§ EXERCISE: Transcribe each of the entries exactly.

§ EXTRACTED INFORMATION:
_ _ _ _ _ _ _

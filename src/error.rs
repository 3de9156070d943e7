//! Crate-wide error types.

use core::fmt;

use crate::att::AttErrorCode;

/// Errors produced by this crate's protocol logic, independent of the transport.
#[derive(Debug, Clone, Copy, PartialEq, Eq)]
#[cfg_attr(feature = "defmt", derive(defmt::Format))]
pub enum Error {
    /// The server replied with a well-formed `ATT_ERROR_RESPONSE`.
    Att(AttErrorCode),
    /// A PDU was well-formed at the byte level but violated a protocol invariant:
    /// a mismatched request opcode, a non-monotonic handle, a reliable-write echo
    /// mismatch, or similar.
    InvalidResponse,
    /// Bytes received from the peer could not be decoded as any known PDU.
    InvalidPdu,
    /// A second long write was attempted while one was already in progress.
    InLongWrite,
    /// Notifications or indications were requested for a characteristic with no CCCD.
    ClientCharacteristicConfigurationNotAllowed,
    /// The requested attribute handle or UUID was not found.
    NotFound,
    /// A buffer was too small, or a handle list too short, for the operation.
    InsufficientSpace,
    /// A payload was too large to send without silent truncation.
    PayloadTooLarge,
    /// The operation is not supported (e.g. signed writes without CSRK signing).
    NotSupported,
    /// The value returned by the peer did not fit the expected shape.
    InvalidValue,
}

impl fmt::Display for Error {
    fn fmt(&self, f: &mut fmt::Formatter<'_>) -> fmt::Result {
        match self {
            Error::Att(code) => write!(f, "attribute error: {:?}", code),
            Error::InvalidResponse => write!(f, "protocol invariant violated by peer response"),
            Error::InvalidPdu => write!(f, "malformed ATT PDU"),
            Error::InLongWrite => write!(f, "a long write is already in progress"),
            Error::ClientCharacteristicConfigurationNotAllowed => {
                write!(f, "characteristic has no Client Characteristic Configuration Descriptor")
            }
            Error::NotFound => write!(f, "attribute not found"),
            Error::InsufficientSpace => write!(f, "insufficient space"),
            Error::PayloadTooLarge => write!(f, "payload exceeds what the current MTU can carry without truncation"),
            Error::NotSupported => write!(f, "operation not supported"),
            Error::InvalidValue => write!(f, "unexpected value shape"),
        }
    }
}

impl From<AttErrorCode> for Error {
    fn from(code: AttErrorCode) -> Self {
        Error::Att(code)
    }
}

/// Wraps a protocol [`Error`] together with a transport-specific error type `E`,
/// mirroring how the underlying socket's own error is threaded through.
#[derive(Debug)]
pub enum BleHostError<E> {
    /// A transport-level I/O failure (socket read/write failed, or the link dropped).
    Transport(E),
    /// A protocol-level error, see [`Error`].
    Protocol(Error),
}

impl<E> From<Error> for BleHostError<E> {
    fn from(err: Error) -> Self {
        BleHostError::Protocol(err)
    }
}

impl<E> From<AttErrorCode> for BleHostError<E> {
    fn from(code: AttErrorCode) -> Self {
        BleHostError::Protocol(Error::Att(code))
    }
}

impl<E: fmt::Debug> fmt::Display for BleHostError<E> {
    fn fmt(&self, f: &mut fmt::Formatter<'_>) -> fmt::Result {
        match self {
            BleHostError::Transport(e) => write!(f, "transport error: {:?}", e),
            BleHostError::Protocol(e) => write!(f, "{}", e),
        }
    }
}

_ _ _ _ _ _ _

§ RESPONSE FOR THIS EXERCISE:
filename src/error.rs
repository 3de9156070d943e7
//! Crate-wide error types.

use core::fmt;

use crate::att::AttErrorCode;

/// Errors produced by this crate's protocol logic, independent of the transport.
#[derive(Debug, Clone, Copy, PartialEq, Eq)]
#[cfg_attr(feature = "defmt", derive(defmt::Format))]
pub enum Error {
    /// The server replied with a well-formed `ATT_ERROR_RESPONSE`.
    Att(AttErrorCode),
    /// A PDU was well-formed at the byte level but violated a protocol invariant:
    /// a mismatched request opcode, a non-monotonic handle, a reliable-write echo
    /// mismatch, or similar.
    InvalidResponse,
    /// Bytes received from the peer could not be decoded as any known PDU.
    InvalidPdu,
    /// A second long write was attempted while one was already in progress.
    InLongWrite,
    /// Notifications or indications were requested for a characteristic with no CCCD.
    ClientCharacteristicConfigurationNotAllowed,
    /// The requested attribute handle or UUID was not found.
    NotFound,
    /// A buffer was too small, or a handle list too short, for the operation.
    InsufficientSpace,
    /// A payload was too large to send without silent truncation.
    PayloadTooLarge,
    /// The operation is not supported (e.g. signed writes without CSRK signing).
    NotSupported,
    /// The value returned by the peer did not fit the expected shape.
    InvalidValue,
}

impl fmt::Display for Error {
    fn fmt(&self, f: &mut fmt::Formatter<'_>) -> fmt::Result {
        match self {
            Error::Att(code) => write!(f, "attribute error: {:?}", code),
            Error::InvalidResponse => write!(f, "protocol invariant violated by peer response"),
            Error::InvalidPdu => write!(f, "malformed ATT PDU"),
            Error::InLongWrite => write!(f, "a long write is already in progress"),
            Error::ClientCharacteristicConfigurationNotAllowed => {
                write!(f, "characteristic has no Client Characteristic Configuration Descriptor")
            }
            Error::NotFound => write!(f, "attribute not found"),
            Error::InsufficientSpace => write!(f, "insufficient space"),
            Error::PayloadTooLarge => write!(f, "payload exceeds what the current MTU can carry without truncation"),
            Error::NotSupported => write!(f, "operation not supported"),
            Error::InvalidValue => write!(f, "unexpected value shape"),
        }
    }
}

impl From<AttErrorCode> for Error {
    fn from(code: AttErrorCode) -> Self {
        Error::Att(code)
    }
}

/// Wraps a protocol [`Error`] together with a transport-specific error type `E`,
/// mirroring how the underlying socket's own error is threaded through.
#[derive(Debug)]
pub enum BleHostError<E> {
    /// A transport-level I/O failure (socket read/write failed, or the link dropped).
    Transport(E),
    /// A protocol-level error, see [`Error`].
    Protocol(Error),
}

impl<E> From<Error> for BleHostError<E> {
    fn from(err: Error) -> Self {
        BleHostError::Protocol(err)
    }
}

impl<E> From<AttErrorCode> for BleHostError<E> {
    fn from(code: AttErrorCode) -> Self {
        BleHostError::Protocol(Error::Att(code))
    }
}

impl<E: fmt::Debug> fmt::Display for BleHostError<E> {
    fn fmt(&self, f: &mut fmt::Formatter<'_>) -> fmt::Result {
        match self {
            BleHostError::Transport(e) => write!(f, "transport error: {:?}", e),
            BleHostError::Protocol(e) => write!(f, "{}", e),
        }
    }
}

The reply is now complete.